Objectives: This in vitro study aimed to examine the protective roles of Hypericum perforatum Linn (HPL) extract on cell viability, DNA damage, apoptosis and a disintegrin-like and metalloproteinase with thrombospondin motifs (ADAMTS) proteins in chondrocytes induced by hydrogen peroxide (H2O2), as a model of chondrocytes subjected to reactive oxygen species (ROS) attack in rheumatoid arthritis and osteoarthritis.
Materials and methods: Human chondrosarcoma cell line (OUMS-27) was used. Cells were incubated with different concentrations of methanolic extract (100, 400, and 750 μg/ml) of HPL for 36 hours, and then treated with 0.7 mM H2O2 for two hours.
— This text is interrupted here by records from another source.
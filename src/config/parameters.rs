//! `key=value|key=value` parameter strings

use super::mapping::{FieldMapping, parse_mapping};
use crate::error::{Result, TransferError};

use regex::Regex;
use std::collections::BTreeMap;
use std::str::FromStr;
use std::sync::OnceLock;

/// Separator between `key=value` pairs
pub const PAIR_SEPARATOR: char = '|';
/// Separator between a key and its value
pub const KEY_VALUE_SEPARATOR: char = '=';
/// Parameter key holding the nested mapping string
pub const MAPPING_KEY: &str = "mapping";

/// Parsed adapter/manager parameters
///
/// # Example
/// ```
/// use record_transfer::config::parse_parameters;
///
/// let params = parse_parameters("filepath = /tmp/in.csv | separator=;").unwrap();
/// assert_eq!(params.get("filepath"), Some("/tmp/in.csv"));
/// assert_eq!(params.get("separator"), Some(";"));
/// ```
#[derive(Debug, Clone, PartialEq, Eq, Default)]
pub struct ParameterSet {
    values: BTreeMap<String, String>,
}

/// Parse a parameter string
///
/// Pairs are separated by `|` and split on the first `=`; both sides are
/// trimmed. Empty input, a pair without `=`, an empty key or a repeated key
/// is a [`TransferError::ConfigParse`].
pub fn parse_parameters(raw: &str) -> Result<ParameterSet> {
    if raw.trim().is_empty() {
        return Err(TransferError::config(raw, "empty configuration"));
    }

    let mut values = BTreeMap::new();
    for pair in raw.split(PAIR_SEPARATOR) {
        let (key, value) = pair
            .split_once(KEY_VALUE_SEPARATOR)
            .ok_or_else(|| TransferError::config(pair, "missing '='"))?;
        let key = key.trim();
        if key.is_empty() {
            return Err(TransferError::config(pair, "empty key"));
        }
        if values.contains_key(key) {
            return Err(TransferError::config(pair, "duplicate key"));
        }
        values.insert(key.to_string(), value.trim().to_string());
    }

    Ok(ParameterSet { values })
}

impl FromStr for ParameterSet {
    type Err = TransferError;

    fn from_str(s: &str) -> Result<Self> {
        parse_parameters(s)
    }
}

impl ParameterSet {
    pub fn get(&self, key: &str) -> Option<&str> {
        self.values.get(key).map(String::as_str)
    }

    pub fn contains_key(&self, key: &str) -> bool {
        self.values.contains_key(key)
    }

    pub fn len(&self) -> usize {
        self.values.len()
    }

    pub fn is_empty(&self) -> bool {
        self.values.is_empty()
    }

    pub fn iter(&self) -> impl Iterator<Item = (&str, &str)> {
        self.values.iter().map(|(k, v)| (k.as_str(), v.as_str()))
    }

    /// Insert or replace a parameter; used by callers that assemble
    /// parameters programmatically
    pub fn set(&mut self, key: impl Into<String>, value: impl Into<String>) {
        self.values.insert(key.into(), value.into());
    }

    /// A parameter that must be present and non-blank
    pub fn require(&self, adapter: &str, key: &str) -> Result<&str> {
        match self.get(key) {
            Some(value) if !value.is_empty() => Ok(value),
            Some(_) => Err(TransferError::init(
                adapter,
                format!("'{}' parameter is empty", key),
            )),
            None => Err(TransferError::init(
                adapter,
                format!("missing '{}' parameter", key),
            )),
        }
    }

    /// An optional `true`/`false` parameter (case-insensitive)
    pub fn bool(&self, adapter: &str, key: &str) -> Result<Option<bool>> {
        match self.get(key) {
            None => Ok(None),
            Some(value) => match value.to_ascii_lowercase().as_str() {
                "true" => Ok(Some(true)),
                "false" => Ok(Some(false)),
                _ => Err(TransferError::init(
                    adapter,
                    format!("'{}' must be true or false, got '{}'", key, value),
                )),
            },
        }
    }

    pub fn require_bool(&self, adapter: &str, key: &str) -> Result<bool> {
        self.require(adapter, key)?;
        self.bool(adapter, key)
            .map(|v| v.unwrap_or_default())
    }

    /// The nested `mapping` parameter, if present
    pub fn mapping(&self) -> Result<Option<FieldMapping>> {
        self.get(MAPPING_KEY).map(parse_mapping).transpose()
    }

    pub fn require_mapping(&self, adapter: &str) -> Result<FieldMapping> {
        parse_mapping(self.require(adapter, MAPPING_KEY)?)
    }

    /// Substitute `${NAME}` references in every value from the environment
    pub fn expand_env(&mut self) -> Result<()> {
        self.expand_with(|name| std::env::var(name).ok())
    }

    /// Substitute `${NAME}` references using `lookup`
    pub fn expand_with(&mut self, lookup: impl Fn(&str) -> Option<String>) -> Result<()> {
        static PLACEHOLDER: OnceLock<Regex> = OnceLock::new();
        let placeholder = PLACEHOLDER.get_or_init(|| {
            Regex::new(r"\$\{([A-Za-z_][A-Za-z0-9_]*)\}").expect("placeholder pattern is valid")
        });

        for (key, value) in self.values.iter_mut() {
            if !placeholder.is_match(value) {
                continue;
            }
            let mut expanded = String::with_capacity(value.len());
            let mut last = 0;
            for caps in placeholder.captures_iter(value) {
                let whole = caps.get(0).map(|m| m.range()).unwrap_or(0..0);
                let name = &caps[1];
                let replacement = lookup(name).ok_or_else(|| {
                    TransferError::config(
                        format!("{}={}", key, value),
                        format!("environment variable '{}' is not set", name),
                    )
                })?;
                expanded.push_str(&value[last..whole.start]);
                expanded.push_str(&replacement);
                last = whole.end;
            }
            expanded.push_str(&value[last..]);
            log::debug!("Expanded environment references in '{}'", key);
            *value = expanded;
        }
        Ok(())
    }
}
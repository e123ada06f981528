use crate::config::ParameterSet;
use crate::error::{Result, TransferError};

use base64::Engine;
use reqwest::header::{AUTHORIZATION, HeaderMap, HeaderValue};
use std::str::FromStr;

pub enum Auth {
    /// Use an API key authentication via headers
    Apikey(String),
    /// Use username and password authentication via Basic Auth headers
    Basic(String, String),
    /// Don't use any authentication
    None,
}

impl Auth {
    pub fn new(
        r#type: &AuthType,
        username: Option<String>,
        password: Option<String>,
        apikey: Option<String>,
    ) -> Self {
        match (r#type, username, password, apikey) {
            (AuthType::Apikey, _, _, Some(apikey)) => Self::Apikey(apikey),
            (AuthType::Basic, Some(username), Some(password), _) => Self::Basic(username, password),
            (AuthType::None, _, _, _) | _ => Self::None,
        }
    }

    /// Read `auth`, `username`, `password` and `apikey` plugin parameters
    ///
    /// Without an explicit `auth` the type follows from which credentials are
    /// present. Credentials the chosen type needs must all be given.
    pub fn from_parameters(adapter: &str, config: &ParameterSet) -> Result<Self> {
        let param = |key: &str| {
            config
                .get(key)
                .filter(|v| !v.is_empty())
                .map(str::to_string)
        };
        let (username, password, apikey) = (param("username"), param("password"), param("apikey"));

        let r#type = match config.get("auth") {
            Some(raw) => AuthType::from_str(raw).map_err(|()| {
                TransferError::init(
                    adapter,
                    format!("auth must be basic, apikey or none, got '{}'", raw),
                )
            })?,
            None if apikey.is_some() => AuthType::Apikey,
            None if username.is_some() || password.is_some() => AuthType::Basic,
            None => AuthType::None,
        };

        match r#type {
            AuthType::Apikey if apikey.is_none() => {
                Err(TransferError::init(adapter, "missing 'apikey' parameter"))
            }
            AuthType::Basic if username.is_none() || password.is_none() => Err(
                TransferError::init(adapter, "basic auth needs both 'username' and 'password'"),
            ),
            _ => Ok(Self::new(&r#type, username, password, apikey)),
        }
    }

    /// Default request headers carrying the credentials
    pub fn headers(&self) -> std::result::Result<HeaderMap, reqwest::header::InvalidHeaderValue> {
        let mut headers = HeaderMap::new();
        match self {
            Self::Basic(username, password) => {
                let credentials = base64::engine::general_purpose::STANDARD
                    .encode(format!("{}:{}", username, password));
                let mut value = HeaderValue::from_str(&format!("Basic {}", credentials))?;
                value.set_sensitive(true);
                headers.append(AUTHORIZATION, value);
            }
            Self::Apikey(apikey) => {
                let mut value = HeaderValue::from_str(&format!("ApiKey {}", apikey))?;
                value.set_sensitive(true);
                headers.append(AUTHORIZATION, value);
            }
            Self::None => {}
        }
        Ok(headers)
    }
}

impl std::fmt::Display for Auth {
    fn fmt(&self, f: &mut std::fmt::Formatter<'_>) -> std::fmt::Result {
        match self {
            Self::Apikey(_) => write!(f, "Apikey"),
            Self::Basic(_, _) => write!(f, "Basic"),
            Self::None => write!(f, "None"),
        }
    }
}

#[derive(Clone, Debug, PartialEq)]
pub enum AuthType {
    Apikey,
    Basic,
    None,
}

impl FromStr for AuthType {
    type Err = ();
    fn from_str(s: &str) -> std::result::Result<Self, Self::Err> {
        match s.to_lowercase().as_str() {
            "apikey" => Ok(Self::Apikey),
            "basic" => Ok(Self::Basic),
            "none" => Ok(Self::None),
            _ => Err(()),
        }
    }
}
Trypan blue was used for evaluation of cell viability, while DNA damage was evaluated by alkaline Comet assay. Caspase-1, ADAMTS5, ADAMTS9, and glyceraldehyde-3-phosphate dehydrogenase (GAPDH) proteins were analyzed by Western blot.
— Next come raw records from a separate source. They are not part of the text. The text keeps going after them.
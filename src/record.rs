//! Records: the unit of transfer between adapters

use serde::ser::{Serialize, SerializeMap, Serializer};
use std::fmt;

/// A single field value
#[derive(Debug, Clone, PartialEq, Default)]
pub enum Value {
    #[default]
    Null,
    Text(String),
    Integer(i64),
    Float(f64),
    Boolean(bool),
}

impl Value {
    pub fn is_null(&self) -> bool {
        matches!(self, Self::Null)
    }

    pub fn as_str(&self) -> Option<&str> {
        match self {
            Self::Text(s) => Some(s),
            _ => None,
        }
    }

    /// Convert a JSON value; arrays and objects are kept as their JSON text
    pub fn from_json(value: serde_json::Value) -> Self {
        match value {
            serde_json::Value::Null => Self::Null,
            serde_json::Value::Bool(b) => Self::Boolean(b),
            serde_json::Value::Number(n) => match n.as_i64() {
                Some(i) => Self::Integer(i),
                None => n.as_f64().map(Self::Float).unwrap_or(Self::Null),
            },
            serde_json::Value::String(s) => Self::Text(s),
            other => Self::Text(other.to_string()),
        }
    }

    pub fn to_json(&self) -> serde_json::Value {
        match self {
            Self::Null => serde_json::Value::Null,
            Self::Text(s) => serde_json::Value::String(s.clone()),
            Self::Integer(i) => serde_json::Value::from(*i),
            Self::Float(f) => serde_json::Number::from_f64(*f)
                .map(serde_json::Value::Number)
                .unwrap_or(serde_json::Value::Null),
            Self::Boolean(b) => serde_json::Value::Bool(*b),
        }
    }
}

/// Null renders as the empty string, which is what delimited and mail outputs emit
impl fmt::Display for Value {
    fn fmt(&self, f: &mut fmt::Formatter<'_>) -> fmt::Result {
        match self {
            Self::Null => Ok(()),
            Self::Text(s) => f.write_str(s),
            Self::Integer(i) => write!(f, "{}", i),
            Self::Float(x) => write!(f, "{}", x),
            Self::Boolean(b) => write!(f, "{}", b),
        }
    }
}

impl Serialize for Value {
    fn serialize<S: Serializer>(&self, serializer: S) -> Result<S::Ok, S::Error> {
        match self {
            Self::Null => serializer.serialize_none(),
            Self::Text(s) => serializer.serialize_str(s),
            Self::Integer(i) => serializer.serialize_i64(*i),
            Self::Float(f) => serializer.serialize_f64(*f),
            Self::Boolean(b) => serializer.serialize_bool(*b),
        }
    }
}

impl From<&str> for Value {
    fn from(s: &str) -> Self {
        Self::Text(s.to_string())
    }
}

impl From<String> for Value {
    fn from(s: String) -> Self {
        Self::Text(s)
    }
}

impl From<i64> for Value {
    fn from(i: i64) -> Self {
        Self::Integer(i)
    }
}

impl From<f64> for Value {
    fn from(f: f64) -> Self {
        Self::Float(f)
    }
}

impl From<bool> for Value {
    fn from(b: bool) -> Self {
        Self::Boolean(b)
    }
}

impl<T: Into<Value>> From<Option<T>> for Value {
    fn from(v: Option<T>) -> Self {
        v.map(Into::into).unwrap_or(Self::Null)
    }
}

/// Ordered field-name → value mapping with unique names
///
/// Inserting an existing name replaces the value in place, so field order is
/// always the order in which names were first seen.
///
/// # Example
/// ```
/// use record_transfer::record::{Record, Value};
///
/// let mut record = Record::new();
/// record.insert("id", 7_i64);
/// record.insert("name", "Ada");
/// assert_eq!(record.insert("id", 8_i64), Some(Value::Integer(7)));
/// assert_eq!(record.names().collect::<Vec<_>>(), vec!["id", "name"]);
/// ```
#[derive(Debug, Clone, PartialEq, Default)]
pub struct Record {
    fields: Vec<(String, Value)>,
}

impl Record {
    pub fn new() -> Self {
        Self::default()
    }

    pub fn with_capacity(capacity: usize) -> Self {
        Self {
            fields: Vec::with_capacity(capacity),
        }
    }

    /// Insert a field, returning the previous value if the name was present
    pub fn insert(&mut self, name: impl Into<String>, value: impl Into<Value>) -> Option<Value> {
        let name = name.into();
        let value = value.into();
        match self.fields.iter_mut().find(|(n, _)| *n == name) {
            Some((_, slot)) => Some(std::mem::replace(slot, value)),
            None => {
                self.fields.push((name, value));
                None
            }
        }
    }

    pub fn get(&self, name: &str) -> Option<&Value> {
        self.fields.iter().find(|(n, _)| n == name).map(|(_, v)| v)
    }

    pub fn contains(&self, name: &str) -> bool {
        self.get(name).is_some()
    }

    pub fn len(&self) -> usize {
        self.fields.len()
    }

    pub fn is_empty(&self) -> bool {
        self.fields.is_empty()
    }

    pub fn iter(&self) -> impl Iterator<Item = (&str, &Value)> {
        self.fields.iter().map(|(n, v)| (n.as_str(), v))
    }

    pub fn names(&self) -> impl Iterator<Item = &str> {
        self.fields.iter().map(|(n, _)| n.as_str())
    }

    pub fn values(&self) -> impl Iterator<Item = &Value> {
        self.fields.iter().map(|(_, v)| v)
    }

    /// Build a record from a JSON object, keeping its key order
    pub fn from_json_object(object: serde_json::Map<String, serde_json::Value>) -> Self {
        object
            .into_iter()
            .map(|(k, v)| (k, Value::from_json(v)))
            .collect()
    }

    pub fn to_json(&self) -> serde_json::Value {
        serde_json::Value::Object(
            self.fields
                .iter()
                .map(|(n, v)| (n.clone(), v.to_json()))
                .collect(),
        )
    }
}

impl<K: Into<String>, V: Into<Value>> FromIterator<(K, V)> for Record {
    fn from_iter<I: IntoIterator<Item = (K, V)>>(iter: I) -> Self {
        let mut record = Record::new();
        for (name, value) in iter {
            record.insert(name, value);
        }
        record
    }
}

impl IntoIterator for Record {
    type Item = (String, Value);
    type IntoIter = std::vec::IntoIter<(String, Value)>;

    fn into_iter(self) -> Self::IntoIter {
        self.fields.into_iter()
    }
}

impl Serialize for Record {
    fn serialize<S: Serializer>(&self, serializer: S) -> Result<S::Ok, S::Error> {
        let mut map = serializer.serialize_map(Some(self.fields.len()))?;
        for (name, value) in &self.fields {
            map.serialize_entry(name, value)?;
        }
        map.end()
    }
}

impl fmt::Display for Record {
    fn fmt(&self, f: &mut fmt::Formatter<'_>) -> fmt::Result {
        write!(f, "{{")?;
        for (i, (name, value)) in self.fields.iter().enumerate() {
            if i > 0 {
                write!(f, ", ")?;
            }
            write!(f, "{}: {:?}", name, value.to_string())?;
        }
        write!(f, "}}")
    }
}

#[cfg(test)]
mod tests {
    use super::*;
    use serde_json::json;

    #[test]
    fn test_insert_keeps_first_position() {
        let mut record = Record::new();
        record.insert("a", 1_i64);
        record.insert("b", "two");
        record.insert("a", 3_i64);

        assert_eq!(record.len(), 2);
        assert_eq!(record.names().collect::<Vec<_>>(), vec!["a", "b"]);
        assert_eq!(record.get("a"), Some(&Value::Integer(3)));
    }

    #[test]
    fn test_serializes_in_field_order() {
        let record: Record = vec![
            ("zeta", Value::from("z")),
            ("alpha", Value::Null),
            ("mid", Value::from(1.5)),
        ]
        .into_iter()
        .collect();

        let text = serde_json::to_string(&record).unwrap();
        assert_eq!(text, r#"{"zeta":"z","alpha":null,"mid":1.5}"#);
    }

    #[test]
    fn test_json_round_trip_keeps_types() {
        let object = json!({"id": 4, "ok": true, "tags": ["x"], "name": "n"});
        let record = Record::from_json_object(object.as_object().unwrap().clone());

        assert_eq!(record.get("id"), Some(&Value::Integer(4)));
        assert_eq!(record.get("ok"), Some(&Value::Boolean(true)));
        assert_eq!(record.get("tags"), Some(&Value::Text(r#"["x"]"#.to_string())));
        assert_eq!(record.to_json()["name"], "n");
    }

    #[test]
    fn test_null_displays_empty() {
        assert_eq!(Value::Null.to_string(), "");
        assert_eq!(Value::from(Option::<i64>::None), Value::Null);
        assert_eq!(Value::from(Some("x")).to_string(), "x");
    }
}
Results: In vitro H2O2 treatment decreased OUMS-27 cell viability. Cells pretreated with HPL at concentration of 400 μg/mL were best protected from H2O2 toxicity. Compared to 100 μg/ml concentration, pretreatment of cells with 750 or 400 μg/ml of HPL generated more protection against H2O2-induced DNA damage. Hydrogen peroxide application to the cells led to a slight increase in Caspase-1 expression, which shows no apoptosis. The most prominent increase in Caspase-1 level was shown in cells treated with 400 μg/ml of HPL extract. There was an increase in ADAMTS9 and a decrease in ADAMTS5 levels upon H2O2 administration. Pretreatment with HPL led to more decrease in ADAMTS5 level, indicating the protection of extracellular matrix attacked by these proteinases in cartilage tissue.
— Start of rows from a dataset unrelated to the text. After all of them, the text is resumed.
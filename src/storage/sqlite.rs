//! SQLite table adapters

use crate::config::{FieldMapping, ParameterSet};
use crate::error::{Result, TransferError};
use crate::etl::{Adapter, AdapterState, InputAdapter, Lifecycle, OutputAdapter};
use crate::record::{Record, Value};

use async_trait::async_trait;
use base64::Engine;
use regex::Regex;
use rusqlite::types::{ToSqlOutput, ValueRef};
use rusqlite::{Connection, OpenFlags, ToSql, params, params_from_iter};
use std::collections::VecDeque;
use std::path::Path;
use std::sync::OnceLock;

pub const SQLITE_INPUT_PLUGIN: &str = "SQLITE_INPUT_PLUGIN";
pub const SQLITE_OUTPUT_PLUGIN: &str = "SQLITE_OUTPUT_PLUGIN";

const DEFAULT_BATCH_SIZE: usize = 500;

const INPUT_HELP: &str = "SQLite input plugin parameters:\n\
    --ip \"connectionstring=<path to an existing database file>|table=<table name>|\
    mapping=column_name:item_field~column_name2:item_field2[|batchsize=<rows per query, default 500>]\"";

const OUTPUT_HELP: &str = "SQLite output plugin parameters:\n\
    --op \"connectionstring=<path to the database file>|table=<table name>|\
    mapping=column_name:item_field~column_name2:item_field2[|createtable=<true|false>]\"\n\
    With createtable=true a missing table is created with TEXT columns.";

impl ToSql for Value {
    fn to_sql(&self) -> rusqlite::Result<ToSqlOutput<'_>> {
        Ok(match self {
            Value::Null => ToSqlOutput::Borrowed(ValueRef::Null),
            Value::Text(s) => ToSqlOutput::Borrowed(ValueRef::Text(s.as_bytes())),
            Value::Integer(i) => ToSqlOutput::Borrowed(ValueRef::Integer(*i)),
            Value::Float(f) => ToSqlOutput::Borrowed(ValueRef::Real(*f)),
            Value::Boolean(b) => ToSqlOutput::Borrowed(ValueRef::Integer(i64::from(*b))),
        })
    }
}

impl From<ValueRef<'_>> for Value {
    /// Blobs are carried as base64 text
    fn from(value: ValueRef<'_>) -> Self {
        match value {
            ValueRef::Null => Value::Null,
            ValueRef::Integer(i) => Value::Integer(i),
            ValueRef::Real(f) => Value::Float(f),
            ValueRef::Text(bytes) => Value::Text(String::from_utf8_lossy(bytes).into_owned()),
            ValueRef::Blob(bytes) => {
                Value::Text(base64::engine::general_purpose::STANDARD.encode(bytes))
            }
        }
    }
}

/// Table names are interpolated into SQL, so only plain identifiers pass
fn table_name<'a>(adapter: &str, config: &'a ParameterSet) -> Result<&'a str> {
    static IDENTIFIER: OnceLock<Regex> = OnceLock::new();
    let pattern = IDENTIFIER.get_or_init(|| {
        Regex::new(r"^[A-Za-z_][A-Za-z0-9_]*$").expect("identifier pattern is valid")
    });

    let table = config.require(adapter, "table")?;
    if pattern.is_match(table) {
        Ok(table)
    } else {
        Err(TransferError::init(
            adapter,
            format!("'{}' is not a valid table name", table),
        ))
    }
}

fn quote(identifier: &str) -> String {
    format!("\"{}\"", identifier.replace('"', "\"\""))
}

/// Column names of `table`, empty when the table does not exist
fn table_columns(conn: &Connection, table: &str) -> rusqlite::Result<Vec<String>> {
    let mut stmt = conn.prepare(&format!("PRAGMA table_info({})", quote(table)))?;
    let columns = stmt.query_map([], |row| row.get::<_, String>(1))?;
    columns.collect()
}

/// Reads a table in rowid order, one batch at a time
pub struct SqliteInput {
    lifecycle: Lifecycle,
    conn: Option<Connection>,
    mapping: Option<FieldMapping>,
    columns: Vec<String>,
    query: String,
    batch_size: usize,
    last_rowid: i64,
    buffer: VecDeque<Record>,
    exhausted: bool,
}

impl SqliteInput {
    pub fn new() -> Self {
        Self {
            lifecycle: Lifecycle::new(SQLITE_INPUT_PLUGIN),
            conn: None,
            mapping: None,
            columns: Vec::new(),
            query: String::new(),
            batch_size: DEFAULT_BATCH_SIZE,
            last_rowid: i64::MIN,
            buffer: VecDeque::new(),
            exhausted: false,
        }
    }

    pub fn help_text() -> &'static str {
        INPUT_HELP
    }

    fn fetch_batch(&mut self) -> Result<()> {
        let Some(conn) = self.conn.as_ref() else {
            self.exhausted = true;
            return Ok(());
        };

        let mut stmt = conn.prepare_cached(&self.query)?;
        let mut rows = stmt.query(params![self.last_rowid, self.batch_size as i64])?;
        let mut fetched = 0;
        while let Some(row) = rows.next()? {
            self.last_rowid = row.get(0)?;
            let mut raw = Record::with_capacity(self.columns.len());
            for (i, column) in self.columns.iter().enumerate() {
                raw.insert(column.as_str(), Value::from(row.get_ref(i + 1)?));
            }
            self.buffer.push_back(raw);
            fetched += 1;
        }

        log::debug!("Fetched {} row(s) after rowid {}", fetched, self.last_rowid);
        if fetched < self.batch_size {
            self.exhausted = true;
        }
        Ok(())
    }
}

impl Default for SqliteInput {
    fn default() -> Self {
        Self::new()
    }
}

impl Adapter for SqliteInput {
    fn name(&self) -> &'static str {
        SQLITE_INPUT_PLUGIN
    }

    fn help(&self) -> &'static str {
        INPUT_HELP
    }

    fn state(&self) -> AdapterState {
        self.lifecycle.state()
    }

    fn close(&mut self) -> Result<()> {
        if !self.lifecycle.close() {
            return Ok(());
        }
        log::debug!("Disposing sqlite input plugin");
        self.buffer.clear();
        if let Some(conn) = self.conn.take() {
            conn.close().map_err(|(_, e)| e)?;
        }
        Ok(())
    }
}

#[async_trait]
impl InputAdapter for SqliteInput {
    async fn init(&mut self, config: &ParameterSet) -> Result<()> {
        self.lifecycle.begin_init()?;
        log::debug!("Checking if all required parameters exist");

        let path = config.require(self.name(), "connectionstring")?;
        let table = table_name(self.name(), config)?;
        let mapping = config.require_mapping(self.name())?;
        let batch_size = match config.get("batchsize") {
            None => DEFAULT_BATCH_SIZE,
            Some(raw) => raw.parse().ok().filter(|&n: &usize| n > 0).ok_or_else(|| {
                TransferError::init(
                    SQLITE_INPUT_PLUGIN,
                    format!("batchsize must be a positive number, got '{}'", raw),
                )
            })?,
        };

        if !Path::new(path).is_file() {
            return Err(TransferError::init(
                self.name(),
                format!("database '{}' does not exist", path),
            ));
        }

        let init_err = |e: rusqlite::Error| TransferError::init(SQLITE_INPUT_PLUGIN, e.to_string());
        let conn = Connection::open_with_flags(
            path,
            OpenFlags::SQLITE_OPEN_READ_ONLY | OpenFlags::SQLITE_OPEN_NO_MUTEX,
        )
        .map_err(init_err)?;

        let available = table_columns(&conn, table).map_err(init_err)?;
        if available.is_empty() {
            return Err(TransferError::init(
                self.name(),
                format!("table '{}' does not exist", table),
            ));
        }
        mapping.check_columns(available.iter().map(String::as_str))?;

        let columns: Vec<String> = mapping.columns().map(str::to_string).collect();
        let query = format!(
            "SELECT rowid, {} FROM {} WHERE rowid > ?1 ORDER BY rowid LIMIT ?2",
            columns.iter().map(|c| quote(c)).collect::<Vec<_>>().join(", "),
            quote(table)
        );
        conn.prepare_cached(&query).map_err(init_err)?;

        log::debug!("Plugin parameters: database: {} table: {}", path, table);
        self.conn = Some(conn);
        self.columns = columns;
        self.query = query;
        self.batch_size = batch_size;
        self.mapping = Some(mapping);
        self.lifecycle.mark_ready();
        log::info!("SQLite input plugin initialized");
        Ok(())
    }

    async fn read(&mut self) -> Result<Option<Record>> {
        self.lifecycle.enter("read")?;
        if self.buffer.is_empty() && !self.exhausted {
            self.fetch_batch()?;
        }

        match (self.buffer.pop_front(), &self.mapping) {
            (Some(raw), Some(mapping)) => mapping.project(&raw).map(Some),
            (Some(raw), None) => Ok(Some(raw)),
            (None, _) => Ok(None),
        }
    }
}

/// Inserts one row per record
pub struct SqliteOutput {
    lifecycle: Lifecycle,
    conn: Option<Connection>,
    mapping: Option<FieldMapping>,
    table: String,
    insert: String,
}

impl SqliteOutput {
    pub fn new() -> Self {
        Self {
            lifecycle: Lifecycle::new(SQLITE_OUTPUT_PLUGIN),
            conn: None,
            mapping: None,
            table: String::new(),
            insert: String::new(),
        }
    }

    pub fn help_text() -> &'static str {
        OUTPUT_HELP
    }
}

impl Default for SqliteOutput {
    fn default() -> Self {
        Self::new()
    }
}

impl Adapter for SqliteOutput {
    fn name(&self) -> &'static str {
        SQLITE_OUTPUT_PLUGIN
    }

    fn help(&self) -> &'static str {
        OUTPUT_HELP
    }

    fn state(&self) -> AdapterState {
        self.lifecycle.state()
    }

    fn close(&mut self) -> Result<()> {
        if !self.lifecycle.close() {
            return Ok(());
        }
        log::debug!("Disposing sqlite output plugin");
        if let Some(conn) = self.conn.take() {
            conn.close().map_err(|(_, e)| e)?;
        }
        Ok(())
    }
}

#[async_trait]
impl OutputAdapter for SqliteOutput {
    async fn init(&mut self, config: &ParameterSet) -> Result<()> {
        self.lifecycle.begin_init()?;
        log::debug!("Checking if all required parameters exist");

        let path = config.require(self.name(), "connectionstring")?;
        let table = table_name(self.name(), config)?;
        let mapping = config.require_mapping(self.name())?;
        let create = config.bool(self.name(), "createtable")?.unwrap_or(false);
        super::check_parent_dir(self.name(), Path::new(path))?;

        let init_err =
            |e: rusqlite::Error| TransferError::init(SQLITE_OUTPUT_PLUGIN, e.to_string());
        let mut flags = OpenFlags::SQLITE_OPEN_READ_WRITE | OpenFlags::SQLITE_OPEN_NO_MUTEX;
        if create {
            flags |= OpenFlags::SQLITE_OPEN_CREATE;
        }
        let conn = Connection::open_with_flags(path, flags).map_err(init_err)?;

        let available = table_columns(&conn, table).map_err(init_err)?;
        if available.is_empty() {
            if !create {
                return Err(TransferError::init(
                    self.name(),
                    format!("table '{}' does not exist", table),
                ));
            }
            let definition = mapping
                .columns()
                .map(|c| format!("{} TEXT", quote(c)))
                .collect::<Vec<_>>()
                .join(", ");
            log::info!("Creating table {}", table);
            conn.execute_batch(&format!("CREATE TABLE {} ({})", quote(table), definition))
                .map_err(init_err)?;
        } else {
            mapping.check_columns(available.iter().map(String::as_str))?;
        }

        let insert = format!(
            "INSERT INTO {} ({}) VALUES ({})",
            quote(table),
            mapping.columns().map(quote).collect::<Vec<_>>().join(", "),
            (1..=mapping.len())
                .map(|i| format!("?{}", i))
                .collect::<Vec<_>>()
                .join(", ")
        );
        conn.prepare_cached(&insert).map_err(init_err)?;

        log::debug!("Plugin parameters: database: {} table: {}", path, table);
        self.conn = Some(conn);
        self.table = table.to_string();
        self.insert = insert;
        self.mapping = Some(mapping);
        self.lifecycle.mark_ready();
        log::info!("SQLite output plugin initialized");
        Ok(())
    }

    async fn write(&mut self, record: &Record) -> Result<()> {
        self.lifecycle.enter("write")?;
        let (Some(conn), Some(mapping)) = (self.conn.as_ref(), self.mapping.as_ref()) else {
            return Err(TransferError::item("database connection is not open"));
        };

        let row = mapping.select(record);
        let mut stmt = conn.prepare_cached(&self.insert)?;
        stmt.execute(params_from_iter(row.values()))
            .map_err(|e| TransferError::item(format!("insert into {}: {}", self.table, e)))?;
        log::debug!("Item inserted into {}", self.table);
        Ok(())
    }
}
Conclusion: It can be concluded that HPL has a potential to reverse the negative effects and processes induced by H2O2 in OUMS-27 cells and it can protect the surrounding cartilage area of chondrocytes from oxidative damage, which is suggested to be one of the main molecular factors accused for progression of rheumatoid arthritis and osteoarthritis.

Conflict of Interest

The authors declared no conflicts of interest with respect to the authorship and/or publication of this article.

Financial Disclosure

The authors received no financial support for the research and/or authorship of this article.